Intrigued by the Isabella Stewart Gardner Museum’s
“Henrik Håkansson: Cyanopsitta spixii Case Study #001,”
which is up through September 17? Haven’t seen it yet? On July 26, Scott Edwards, professor of organismic and evolutionary biology and curator of ornithology at Harvard’s Museum of Comparative Zoology, gives a noontime talk in the Gardner’s special exhibition gallery about the Spix’s macaw, a species on the brink of extinction. A rare 19th-century specimen of this bird, on loan from Harvard, is at the heart of Håkansson’s compelling exhibition.
Over the past decade, Robert Sargent Fay has often photographed people and places associated with the arts, such as the Apple Hill Center for Chamber Music in Nelson, New Hampshire, and Ken Burns and his Florentine Films in Walpole, New Hampshire. His work also reflects his interest in history, the American West, and the extraordinary beauty he finds in horses.

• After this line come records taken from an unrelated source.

impl Sender {
    /// Validate the config, open the multicast socket, bind the
    /// back-channel server and start accepting receivers.
    pub fn new(cfg: SenderConfig) -> Result<Self> {
        cfg.validate()?;

        let mcast = McastChannel::sender(
            cfg.multicast_addr,
            cfg.multicast_port,
            cfg.interface_ip,
            cfg.ttl,
        )
        .map_err(TransportError::from_socket)?;

        let listener = TcpListener::bind((cfg.interface_ip, cfg.back_channel_port))
            .map_err(TransportError::from_socket)?;
        let back_channel_addr = listener.local_addr().map_err(TransportError::from_socket)?;
        listener
            .set_nonblocking(true)
            .map_err(TransportError::from_socket)?;

        let shaper = Arc::new(RateShaper::new(cfg.send_rate_bps));
        let store = Arc::new(ProductStore::new());
        let conns = Arc::new(Connections::default());
        let stats = Arc::new(Mutex::new(SenderStats::default()));
        let (done_tx, done_rx) = channel::unbounded();
        let running = Arc::new(AtomicBool::new(true));
        let workers = Arc::new(Mutex::new(Vec::new()));

        let acceptor = {
            let ctx = WorkerCtx {
                conns: conns.clone(),
                store: store.clone(),
                shaper: shaper.clone(),
                stats: stats.clone(),
                done_tx: done_tx.clone(),
                running: running.clone(),
                max_data_len: cfg.max_data_len(),
            };
            let workers = workers.clone();
            thread::Builder::new()
                .name("fanout-accept".into())
                .spawn(move || run_acceptor(listener, ctx, workers))
                .map_err(TransportError::from_socket)?
        };

        info!(
            group = %cfg.multicast_addr,
            port = cfg.multicast_port,
            back_channel = %back_channel_addr,
            rate_bps = cfg.send_rate_bps,
            "sender started"
        );

        Ok(Sender {
            next_product_id: AtomicU32::new(cfg.initial_product_id),
            cfg,
            mcast,
            shaper,
            store,
            conns,
            started_at: Instant::now(),
            stats,
            done_tx,
            done_rx,
            running,
            back_channel_addr,
            acceptor: Some(acceptor),
            workers,
        })
    }

    /// Actual back-channel address (resolves an ephemeral port request).
    pub fn back_channel_addr(&self) -> SocketAddr {
        self.back_channel_addr
    }

    /// Number of currently connected receivers.
    pub fn receiver_count(&self) -> usize {
        self.conns.len()
    }

    /// Product index the next `send_*` call will use.
    pub fn next_product_id(&self) -> u32 {
        self.next_product_id.load(Ordering::Relaxed)
    }

    /// Completion events; one per product, after which its backing bytes
    /// may be reclaimed.
    pub fn completions(&self) -> channel::Receiver<ProductDone> {
        self.done_rx.clone()
    }

    /// Snapshot of the aggregate statistics.
    pub fn stats(&self) -> SenderStats {
        self.stats.lock().unwrap_or_else(|e| e.into_inner()).clone()
    }

    /// Adjust the shaped multicast rate on the fly.
    pub fn set_send_rate(&self, rate_bps: f64) {
        self.shaper.set_rate(rate_bps);
    }

    /// Multicast an in-memory product. Returns its product index once it
    /// has been fully multicast (repair acknowledgement comes later via
    /// the completion channel).
    pub fn send_memory(&self, data: Bytes) -> Result<u32> {
        self.sweep_expired();
        let size = length_as_u32(data.len() as u64)?;
        let product_id = self.next_product_id.fetch_add(1, Ordering::Relaxed);
        let snapshot = self.begin_product(
            product_id,
            size,
            String::new(),
            ProductBacking::Memory(data.clone()),
        );

        self.emit_bof(product_id, AnnounceKind::MemoryTransferStart, size, "")?;
        let start = Instant::now();
        let packets = self.stream_slice(product_id, 0, &data)?;
        self.emit_eof(product_id)?;
        self.finish_multicast(product_id, size, packets, start, self.cfg.retx_deadline_fraction);

        if snapshot.is_empty() {
            self.release_product(product_id, ProductOutcome::Completed);
        }
        Ok(product_id)
    }

    /// Multicast a file product. `deadline_fraction` scales the
    /// retransmission window relative to the multicast duration; zero
    /// means the minimum window.
    pub fn send_file(&self, path: &Path, deadline_fraction: f64) -> Result<u32> {
        self.sweep_expired();
        let meta = std::fs::metadata(path).map_err(TransportError::BackingIoFatal)?;
        let size = length_as_u32(meta.len())?;
        let name = path
            .file_name()
            .map(|n| n.to_string_lossy().into_owned())
            .unwrap_or_default();

        let product_id = self.next_product_id.fetch_add(1, Ordering::Relaxed);
        let snapshot = self.begin_product(
            product_id,
            size,
            name.clone(),
            ProductBacking::File(path.to_path_buf()),
        );

        self.emit_bof(product_id, AnnounceKind::FileTransferStart, size, &name)?;
        let start = Instant::now();

        let file = File::open(path).map_err(TransportError::BackingIoFatal)?;
        let window_len = FILE_WINDOW_CHUNKS * self.cfg.max_data_len();
        let mut window = vec![0u8; window_len];
        let mut offset = 0u32;
        let mut packets = 0u64;
        while (offset as u64) < meta.len() {
            let want = ((meta.len() - offset as u64) as usize).min(window_len);
            file.read_exact_at(&mut window[..want], offset as u64)
                .map_err(TransportError::BackingIoFatal)?;
            packets += self.stream_slice(product_id, offset, &window[..want])?;
            offset += want as u32;
        }

        self.emit_eof(product_id)?;
        self.finish_multicast(product_id, size, packets, start, deadline_fraction);

        if snapshot.is_empty() {
            self.release_product(product_id, ProductOutcome::Completed);
        }
        Ok(product_id)
    }

    /// Release every product whose deadline has elapsed, telling the
    /// receivers that never finished to give up on it.
    pub fn sweep_expired(&self) {
        for (product_id, remaining) in self.store.expired_products() {
            for conn_id in remaining {
                if let Some(conn) = self.conns.get(conn_id) {
                    let header = PacketHeader::control(product_id, flags::RETRANS_TIMEOUT);
                    if let Err(e) = conn.send_frame(&header, &[]) {
                        debug!(conn = conn_id, product_id, error = %e, "timeout notify failed");
                    }
                }
            }
            self.release_product(product_id, ProductOutcome::Expired);
        }
    }

    // ── operator commands ───────────────────────────────────────────────

    /// Ask every receiver to reset its history statistics.
    pub fn broadcast_reset_stats(&self) {
        self.send_command_all(AnnounceKind::ResetStats, "");
    }

    /// Ask every receiver to report its history statistics; the reports
    /// arrive on the back-channel and are logged by the workers.
    pub fn collect_receiver_stats(&self) {
        self.send_command_all(AnnounceKind::CollectStats, "");
    }

    /// Set the simulated loss rate (per mille) on every receiver.
    pub fn set_receiver_loss_rate(&self, per_mille: u16) {
        self.send_command_all(AnnounceKind::SetLossRate, &per_mille.to_string());
    }

    /// Forward an operator command string to every receiver.
    pub fn execute_on_receivers(&self, command: &str) {
        self.send_command_all(AnnounceKind::ExecuteCommand, command);
    }

    /// Drop every back-channel connection. Receivers reconnect on their
    /// own; products they were holding up complete immediately.
    pub fn disconnect_receivers(&self) {
        self.conns.shutdown_all();
    }

    /// Stop accepting, drop every connection and join all threads.
    /// Idempotent; also runs on drop.
    pub fn stop(&mut self) {
        if !self.running.swap(false, Ordering::SeqCst) {
            return;
        }
        self.sweep_expired();
        if let Some(handle) = self.acceptor.take() {
            let _ = handle.join();
        }
        self.conns.shutdown_all();
        let handles: Vec<_> = {
            let mut workers = self.workers.lock().unwrap_or_else(|e| e.into_inner());
            workers.drain(..).collect()
        };
        for handle in handles {
            let _ = handle.join();
        }
        info!("sender stopped");
    }

    // ── internals ───────────────────────────────────────────────────────

    /// Allocate metadata with the current connection set snapshot and an
    /// open-ended deadline (fixed up once multicast completes).
    fn begin_product(
        &self,
        product_id: u32,
        size: u32,
        name: String,
        backing: ProductBacking,
    ) -> HashSet<u64> {
        let snapshot = self.conns.ids();
        self.store.insert(ProductMeta {
            product_id,
            size,
            name,
            backing,
            mcast_start: Instant::now(),
            deadline: Duration::MAX,
            unfinished: snapshot.clone(),
            stats: Default::default(),
        });
        debug!(product_id, size, receivers = snapshot.len(), "product announced");
        snapshot
    }

    fn emit_bof(&self, product_id: u32, kind: AnnounceKind, size: u32, name: &str) -> Result<()> {
        let body = Announcement::new(
            kind,
            product_id,
            size,
            name,
            self.started_at.elapsed().as_secs_f64(),
        )
        .to_bytes();
        let packet = crate::wire::build_packet(&PacketHeader::bof(product_id), &body);
        self.mcast
            .send_packet(&packet)
            .map_err(TransportError::from_socket)?;
        Ok(())
    }

    fn emit_eof(&self, product_id: u32) -> Result<()> {
        let packet = PacketHeader::eof(product_id).to_bytes();
        self.mcast
            .send_packet(&packet)
            .map_err(TransportError::from_socket)?;
        Ok(())
    }

    /// Multicast `data` as DATA packets whose sequence numbers start at
    /// byte offset `base`. Returns the packet count.
    fn stream_slice(&self, product_id: u32, base: u32, data: &[u8]) -> Result<u64> {
        let max_data_len = self.cfg.max_data_len();
        let mut frame = BytesMut::with_capacity(HEADER_LEN + max_data_len);
        let mut offset = 0usize;
        let mut packets = 0u64;
        while offset < data.len() {
            let chunk = (data.len() - offset).min(max_data_len);
            self.shaper
                .retrieve(LINK_OVERHEAD_LEN + HEADER_LEN + chunk);
            frame.clear();
            PacketHeader::data(product_id, base + offset as u32, chunk as u32).encode(&mut frame);
            frame.extend_from_slice(&data[offset..offset + chunk]);
            self.mcast
                .send_packet(&frame)
                .map_err(TransportError::from_socket)?;
            offset += chunk;
            packets += 1;
        }
        Ok(packets)
    }

    /// Record multicast-phase stats and arm the retransmission deadline.
    fn finish_multicast(
        &self,
        product_id: u32,
        size: u32,
        packets: u64,
        start: Instant,
        deadline_fraction: f64,
    ) {
        let elapsed = start.elapsed();
        let deadline = retx_deadline(size, self.cfg.send_rate_bps, deadline_fraction, elapsed);
        self.store.with_mut(product_id, |m| {
            m.stats.mcast_packets = packets;
            m.stats.mcast_bytes = size as u64;
            m.stats.mcast_secs = elapsed.as_secs_f64();
            m.deadline = deadline;
        });
        let mut stats = self.stats.lock().unwrap_or_else(|e| e.into_inner());
        stats.products_sent += 1;
        stats.packets_sent += packets;
        stats.bytes_sent += size as u64;
        debug!(product_id, packets, ?deadline, "multicast phase complete");
    }

    fn release_product(&self, product_id: u32, outcome: ProductOutcome) {
        release_product(
            &self.store,
            &self.stats,
            &self.done_tx,
            product_id,
            outcome,
        );
    }

    fn send_command_all(&self, kind: AnnounceKind, text: &str) {
        let product_id = self.next_product_id.load(Ordering::Relaxed);
        let body = Announcement::new(
            kind,
            product_id,
            text.len() as u32,
            text,
            self.started_at.elapsed().as_secs_f64(),
        )
        .to_bytes();
        let header = PacketHeader {
            product_id,
            seq: 0,
            data_len: body.len() as u32,
            flags: flags::SENDER_MSG_EXP,
        };
        for conn in self.conns.all() {
            if let Err(e) = conn.send_frame(&header, &body) {
                warn!(conn = conn.id, peer = %conn.peer, error = %e, "command send failed");
            }
        }
    }
}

“Kindred Spirits: The Intimate Photographs of Robert Sargent Fay,”
at the Fitchburg Art Museum through September 10, features some 40 works, and on August 3, Fay presents the workshop “Adventures in Photographing Great Horses,” in which he’ll talk about horses who left a lasting impression on him and offer tips on photographing equines and other animals. Bring your own brown-bag lunch and think good thoughts about Barbaro.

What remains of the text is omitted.